▸ ASSIGNMENT
The answer must be every line from the entries below that includes "BTreeMap".

______

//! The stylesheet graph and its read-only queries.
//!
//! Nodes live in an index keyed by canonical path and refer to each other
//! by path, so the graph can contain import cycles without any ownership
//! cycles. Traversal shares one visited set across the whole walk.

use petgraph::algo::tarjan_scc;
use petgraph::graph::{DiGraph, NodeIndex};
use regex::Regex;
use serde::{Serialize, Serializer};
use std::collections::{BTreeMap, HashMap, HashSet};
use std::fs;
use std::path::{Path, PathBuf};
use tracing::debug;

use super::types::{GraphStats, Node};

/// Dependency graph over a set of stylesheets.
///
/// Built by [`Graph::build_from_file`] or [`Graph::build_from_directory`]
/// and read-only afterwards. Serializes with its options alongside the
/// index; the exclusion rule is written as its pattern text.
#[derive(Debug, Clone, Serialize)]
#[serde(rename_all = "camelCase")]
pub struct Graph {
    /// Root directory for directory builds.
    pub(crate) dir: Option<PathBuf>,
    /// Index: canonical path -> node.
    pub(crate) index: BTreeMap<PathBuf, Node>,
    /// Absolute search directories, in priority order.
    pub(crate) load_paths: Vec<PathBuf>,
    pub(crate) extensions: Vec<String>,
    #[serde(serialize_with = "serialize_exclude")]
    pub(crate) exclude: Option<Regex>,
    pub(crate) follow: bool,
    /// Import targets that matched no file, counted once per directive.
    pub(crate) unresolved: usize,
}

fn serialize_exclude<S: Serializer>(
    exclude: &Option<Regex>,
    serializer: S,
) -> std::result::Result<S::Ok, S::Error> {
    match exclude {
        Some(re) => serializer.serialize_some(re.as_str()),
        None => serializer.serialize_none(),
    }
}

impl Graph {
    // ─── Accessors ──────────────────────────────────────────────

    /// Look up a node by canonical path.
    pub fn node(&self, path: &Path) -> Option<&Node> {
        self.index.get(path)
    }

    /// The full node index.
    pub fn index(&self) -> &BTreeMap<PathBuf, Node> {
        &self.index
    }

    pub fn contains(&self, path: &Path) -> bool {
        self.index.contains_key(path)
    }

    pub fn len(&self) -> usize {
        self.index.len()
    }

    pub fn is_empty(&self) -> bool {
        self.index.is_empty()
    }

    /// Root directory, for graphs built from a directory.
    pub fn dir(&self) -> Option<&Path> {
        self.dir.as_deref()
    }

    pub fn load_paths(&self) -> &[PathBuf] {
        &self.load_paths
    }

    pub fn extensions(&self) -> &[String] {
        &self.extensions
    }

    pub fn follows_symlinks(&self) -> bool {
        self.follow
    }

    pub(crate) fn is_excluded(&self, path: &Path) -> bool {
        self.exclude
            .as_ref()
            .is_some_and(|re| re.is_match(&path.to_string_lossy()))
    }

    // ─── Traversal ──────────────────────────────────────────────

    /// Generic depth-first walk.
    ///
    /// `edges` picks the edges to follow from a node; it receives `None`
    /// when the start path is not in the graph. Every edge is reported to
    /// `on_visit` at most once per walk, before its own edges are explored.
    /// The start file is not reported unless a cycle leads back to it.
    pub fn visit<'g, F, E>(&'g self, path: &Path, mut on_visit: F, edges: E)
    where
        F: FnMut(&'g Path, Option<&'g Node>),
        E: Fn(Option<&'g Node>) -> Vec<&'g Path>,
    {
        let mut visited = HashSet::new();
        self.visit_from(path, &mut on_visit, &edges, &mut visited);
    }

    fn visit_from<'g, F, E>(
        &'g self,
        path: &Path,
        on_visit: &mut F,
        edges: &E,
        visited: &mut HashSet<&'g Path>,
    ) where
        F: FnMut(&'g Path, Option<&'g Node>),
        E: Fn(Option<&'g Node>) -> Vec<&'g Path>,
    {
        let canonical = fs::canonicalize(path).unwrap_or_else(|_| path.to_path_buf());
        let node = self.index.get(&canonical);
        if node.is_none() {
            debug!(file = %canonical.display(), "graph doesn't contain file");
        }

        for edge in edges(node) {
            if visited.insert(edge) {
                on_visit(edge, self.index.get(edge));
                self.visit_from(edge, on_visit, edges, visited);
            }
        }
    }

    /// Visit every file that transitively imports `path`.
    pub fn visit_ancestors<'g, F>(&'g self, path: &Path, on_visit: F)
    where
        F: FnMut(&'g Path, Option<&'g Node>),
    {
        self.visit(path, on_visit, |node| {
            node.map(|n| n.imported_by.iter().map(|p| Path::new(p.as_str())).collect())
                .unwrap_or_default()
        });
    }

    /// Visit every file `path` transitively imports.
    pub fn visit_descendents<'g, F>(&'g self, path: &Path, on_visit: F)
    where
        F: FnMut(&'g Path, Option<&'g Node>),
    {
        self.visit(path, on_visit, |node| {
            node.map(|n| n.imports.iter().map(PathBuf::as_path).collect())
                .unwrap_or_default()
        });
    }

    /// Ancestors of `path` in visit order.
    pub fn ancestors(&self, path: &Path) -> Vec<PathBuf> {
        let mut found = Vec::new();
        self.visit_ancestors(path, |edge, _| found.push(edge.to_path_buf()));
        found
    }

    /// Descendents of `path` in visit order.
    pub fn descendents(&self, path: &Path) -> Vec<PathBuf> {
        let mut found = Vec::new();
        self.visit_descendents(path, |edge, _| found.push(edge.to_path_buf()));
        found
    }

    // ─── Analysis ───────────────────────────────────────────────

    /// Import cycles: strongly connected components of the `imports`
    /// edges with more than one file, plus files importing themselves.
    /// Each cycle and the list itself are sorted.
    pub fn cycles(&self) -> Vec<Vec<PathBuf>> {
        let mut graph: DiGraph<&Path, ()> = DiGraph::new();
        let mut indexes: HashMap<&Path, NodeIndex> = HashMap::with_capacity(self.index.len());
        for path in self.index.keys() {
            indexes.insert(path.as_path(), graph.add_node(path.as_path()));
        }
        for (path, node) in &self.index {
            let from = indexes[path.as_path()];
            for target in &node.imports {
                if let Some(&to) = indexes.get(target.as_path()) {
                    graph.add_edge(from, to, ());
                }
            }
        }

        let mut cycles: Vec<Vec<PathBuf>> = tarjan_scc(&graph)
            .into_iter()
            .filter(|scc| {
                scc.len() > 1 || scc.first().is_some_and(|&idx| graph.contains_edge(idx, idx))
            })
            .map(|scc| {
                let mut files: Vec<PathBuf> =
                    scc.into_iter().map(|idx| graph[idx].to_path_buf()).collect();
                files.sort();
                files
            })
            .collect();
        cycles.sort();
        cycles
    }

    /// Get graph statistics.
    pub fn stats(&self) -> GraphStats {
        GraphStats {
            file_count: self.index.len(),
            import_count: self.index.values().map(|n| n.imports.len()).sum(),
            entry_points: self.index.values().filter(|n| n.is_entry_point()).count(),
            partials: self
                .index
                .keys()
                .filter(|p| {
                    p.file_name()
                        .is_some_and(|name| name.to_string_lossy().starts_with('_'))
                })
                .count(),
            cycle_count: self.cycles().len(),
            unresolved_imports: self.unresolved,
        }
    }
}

______

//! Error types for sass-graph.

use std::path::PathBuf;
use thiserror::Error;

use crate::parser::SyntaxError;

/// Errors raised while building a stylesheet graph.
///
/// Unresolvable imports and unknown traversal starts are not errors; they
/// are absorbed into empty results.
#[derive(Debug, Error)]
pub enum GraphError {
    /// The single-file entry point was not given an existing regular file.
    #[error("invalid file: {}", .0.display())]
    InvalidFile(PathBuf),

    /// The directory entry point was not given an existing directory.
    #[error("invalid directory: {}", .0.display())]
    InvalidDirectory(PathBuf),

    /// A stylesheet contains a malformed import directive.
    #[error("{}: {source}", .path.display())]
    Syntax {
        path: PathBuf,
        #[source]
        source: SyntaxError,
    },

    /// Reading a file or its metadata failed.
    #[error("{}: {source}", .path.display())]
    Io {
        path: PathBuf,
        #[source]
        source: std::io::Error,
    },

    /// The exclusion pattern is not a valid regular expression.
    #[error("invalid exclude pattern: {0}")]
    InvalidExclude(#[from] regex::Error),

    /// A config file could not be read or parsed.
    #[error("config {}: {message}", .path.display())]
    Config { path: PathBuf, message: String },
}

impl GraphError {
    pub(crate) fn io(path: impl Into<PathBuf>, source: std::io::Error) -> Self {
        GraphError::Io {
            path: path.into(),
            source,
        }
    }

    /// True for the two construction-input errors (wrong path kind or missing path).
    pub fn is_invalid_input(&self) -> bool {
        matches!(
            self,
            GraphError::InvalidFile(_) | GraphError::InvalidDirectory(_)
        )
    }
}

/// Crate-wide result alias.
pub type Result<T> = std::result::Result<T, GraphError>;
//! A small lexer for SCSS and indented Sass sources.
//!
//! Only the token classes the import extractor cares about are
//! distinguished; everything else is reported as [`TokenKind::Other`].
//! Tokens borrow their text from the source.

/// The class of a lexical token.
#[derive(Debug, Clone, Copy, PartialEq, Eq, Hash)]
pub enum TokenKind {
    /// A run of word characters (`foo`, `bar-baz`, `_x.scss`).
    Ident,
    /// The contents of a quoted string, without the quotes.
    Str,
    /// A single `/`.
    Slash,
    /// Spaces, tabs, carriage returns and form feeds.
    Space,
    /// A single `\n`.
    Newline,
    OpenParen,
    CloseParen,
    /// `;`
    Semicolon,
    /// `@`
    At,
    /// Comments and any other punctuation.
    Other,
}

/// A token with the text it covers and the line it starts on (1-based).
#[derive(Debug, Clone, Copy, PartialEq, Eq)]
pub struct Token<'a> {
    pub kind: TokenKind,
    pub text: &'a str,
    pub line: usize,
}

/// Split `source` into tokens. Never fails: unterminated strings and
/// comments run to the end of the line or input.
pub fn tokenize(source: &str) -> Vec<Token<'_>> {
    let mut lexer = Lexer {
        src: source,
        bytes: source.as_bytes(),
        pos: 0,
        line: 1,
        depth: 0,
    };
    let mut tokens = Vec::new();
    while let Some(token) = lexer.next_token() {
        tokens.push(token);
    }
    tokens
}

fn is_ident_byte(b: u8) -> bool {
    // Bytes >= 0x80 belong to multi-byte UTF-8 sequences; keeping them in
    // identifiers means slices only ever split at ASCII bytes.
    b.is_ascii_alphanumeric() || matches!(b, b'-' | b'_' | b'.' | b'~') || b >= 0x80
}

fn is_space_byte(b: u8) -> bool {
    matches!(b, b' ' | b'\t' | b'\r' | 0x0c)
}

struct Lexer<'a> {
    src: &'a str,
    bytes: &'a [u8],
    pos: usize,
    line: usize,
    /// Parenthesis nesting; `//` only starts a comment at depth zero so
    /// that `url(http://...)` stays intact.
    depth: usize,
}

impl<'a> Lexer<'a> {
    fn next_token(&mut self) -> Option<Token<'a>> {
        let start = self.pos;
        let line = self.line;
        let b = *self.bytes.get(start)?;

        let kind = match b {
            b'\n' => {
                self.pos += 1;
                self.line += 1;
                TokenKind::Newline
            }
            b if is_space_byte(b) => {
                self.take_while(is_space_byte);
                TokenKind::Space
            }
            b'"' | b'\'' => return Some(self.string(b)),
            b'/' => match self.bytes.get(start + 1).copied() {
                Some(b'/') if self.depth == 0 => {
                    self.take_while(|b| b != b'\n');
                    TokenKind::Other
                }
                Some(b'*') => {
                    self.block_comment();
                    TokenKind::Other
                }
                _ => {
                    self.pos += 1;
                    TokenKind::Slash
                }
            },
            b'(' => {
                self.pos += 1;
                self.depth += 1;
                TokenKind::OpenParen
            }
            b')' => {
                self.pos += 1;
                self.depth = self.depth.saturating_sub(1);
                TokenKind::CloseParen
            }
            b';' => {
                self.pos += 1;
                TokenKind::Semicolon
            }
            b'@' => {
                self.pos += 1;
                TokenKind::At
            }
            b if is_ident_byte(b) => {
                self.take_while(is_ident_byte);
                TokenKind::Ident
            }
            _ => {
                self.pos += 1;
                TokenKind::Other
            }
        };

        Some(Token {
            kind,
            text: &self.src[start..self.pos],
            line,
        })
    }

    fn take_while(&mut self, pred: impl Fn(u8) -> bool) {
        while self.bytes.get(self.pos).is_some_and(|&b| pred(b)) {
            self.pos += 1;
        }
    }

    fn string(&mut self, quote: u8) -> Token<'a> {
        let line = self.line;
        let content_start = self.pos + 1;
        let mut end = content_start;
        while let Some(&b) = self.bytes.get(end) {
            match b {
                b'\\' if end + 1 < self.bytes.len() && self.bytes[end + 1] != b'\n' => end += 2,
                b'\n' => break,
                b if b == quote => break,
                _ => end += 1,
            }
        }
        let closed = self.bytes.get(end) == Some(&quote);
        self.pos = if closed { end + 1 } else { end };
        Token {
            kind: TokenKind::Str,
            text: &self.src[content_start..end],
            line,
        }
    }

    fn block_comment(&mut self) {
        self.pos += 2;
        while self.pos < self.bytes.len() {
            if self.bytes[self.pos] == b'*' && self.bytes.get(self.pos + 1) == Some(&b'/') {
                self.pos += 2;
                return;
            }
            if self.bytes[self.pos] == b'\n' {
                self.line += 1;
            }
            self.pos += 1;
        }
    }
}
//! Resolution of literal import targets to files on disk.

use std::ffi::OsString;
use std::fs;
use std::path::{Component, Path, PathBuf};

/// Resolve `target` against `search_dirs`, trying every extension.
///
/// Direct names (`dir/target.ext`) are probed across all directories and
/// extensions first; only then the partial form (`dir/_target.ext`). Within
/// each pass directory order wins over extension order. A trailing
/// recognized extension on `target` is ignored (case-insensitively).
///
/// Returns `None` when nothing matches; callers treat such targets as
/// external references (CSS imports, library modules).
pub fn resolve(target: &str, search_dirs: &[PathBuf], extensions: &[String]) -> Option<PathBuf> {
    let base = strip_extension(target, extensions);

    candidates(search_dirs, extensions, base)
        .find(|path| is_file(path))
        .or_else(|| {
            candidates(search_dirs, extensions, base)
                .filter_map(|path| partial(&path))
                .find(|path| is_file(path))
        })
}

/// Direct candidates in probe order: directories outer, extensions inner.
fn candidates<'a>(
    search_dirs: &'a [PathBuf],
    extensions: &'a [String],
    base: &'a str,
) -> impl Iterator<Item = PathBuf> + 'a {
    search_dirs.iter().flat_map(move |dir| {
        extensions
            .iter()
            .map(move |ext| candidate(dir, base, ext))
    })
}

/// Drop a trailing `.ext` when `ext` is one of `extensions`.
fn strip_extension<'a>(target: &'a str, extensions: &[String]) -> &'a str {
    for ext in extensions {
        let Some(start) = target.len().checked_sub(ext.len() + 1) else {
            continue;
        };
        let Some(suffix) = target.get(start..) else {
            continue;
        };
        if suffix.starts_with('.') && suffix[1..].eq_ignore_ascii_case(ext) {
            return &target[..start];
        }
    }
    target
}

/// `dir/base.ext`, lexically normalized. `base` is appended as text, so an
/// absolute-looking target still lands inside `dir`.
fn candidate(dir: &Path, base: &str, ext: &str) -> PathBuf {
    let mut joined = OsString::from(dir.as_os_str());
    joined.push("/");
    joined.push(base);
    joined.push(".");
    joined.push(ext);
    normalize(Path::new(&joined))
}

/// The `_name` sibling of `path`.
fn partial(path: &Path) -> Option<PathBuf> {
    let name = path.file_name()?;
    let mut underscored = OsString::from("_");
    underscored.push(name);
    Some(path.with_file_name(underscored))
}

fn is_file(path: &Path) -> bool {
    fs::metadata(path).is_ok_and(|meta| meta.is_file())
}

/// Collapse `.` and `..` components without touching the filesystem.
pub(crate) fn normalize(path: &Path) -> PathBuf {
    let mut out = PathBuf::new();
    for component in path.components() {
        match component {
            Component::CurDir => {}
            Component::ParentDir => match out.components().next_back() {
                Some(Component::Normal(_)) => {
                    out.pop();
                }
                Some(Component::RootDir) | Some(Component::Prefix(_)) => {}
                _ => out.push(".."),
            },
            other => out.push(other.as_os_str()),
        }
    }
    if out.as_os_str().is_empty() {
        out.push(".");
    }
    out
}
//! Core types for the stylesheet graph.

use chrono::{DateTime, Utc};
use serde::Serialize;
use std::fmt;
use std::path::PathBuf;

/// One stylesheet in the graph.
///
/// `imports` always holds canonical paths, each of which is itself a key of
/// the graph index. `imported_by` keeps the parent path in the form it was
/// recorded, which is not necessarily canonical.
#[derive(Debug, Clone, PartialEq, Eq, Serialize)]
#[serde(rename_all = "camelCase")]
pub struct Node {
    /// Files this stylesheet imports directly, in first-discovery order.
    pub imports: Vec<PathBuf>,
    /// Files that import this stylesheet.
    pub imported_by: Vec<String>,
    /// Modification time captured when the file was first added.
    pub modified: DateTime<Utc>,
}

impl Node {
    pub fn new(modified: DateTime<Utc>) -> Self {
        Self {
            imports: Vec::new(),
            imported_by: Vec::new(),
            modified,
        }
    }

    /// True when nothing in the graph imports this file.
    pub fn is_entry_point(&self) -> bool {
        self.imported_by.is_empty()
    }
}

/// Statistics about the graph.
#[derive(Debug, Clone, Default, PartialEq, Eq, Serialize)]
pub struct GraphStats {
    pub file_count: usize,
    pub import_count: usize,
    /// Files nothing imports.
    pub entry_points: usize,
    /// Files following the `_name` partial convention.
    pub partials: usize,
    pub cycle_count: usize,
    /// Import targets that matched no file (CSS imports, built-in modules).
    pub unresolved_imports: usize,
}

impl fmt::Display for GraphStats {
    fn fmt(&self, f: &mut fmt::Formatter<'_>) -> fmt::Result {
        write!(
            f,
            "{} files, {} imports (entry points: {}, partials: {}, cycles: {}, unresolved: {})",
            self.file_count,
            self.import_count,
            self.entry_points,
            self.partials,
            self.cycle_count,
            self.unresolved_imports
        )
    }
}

______

▸ SOLUTION TO THIS TASK
use std::collections::{BTreeMap, HashMap, HashSet};
    pub(crate) index: BTreeMap<PathBuf, Node>,
    pub fn index(&self) -> &BTreeMap<PathBuf, Node> {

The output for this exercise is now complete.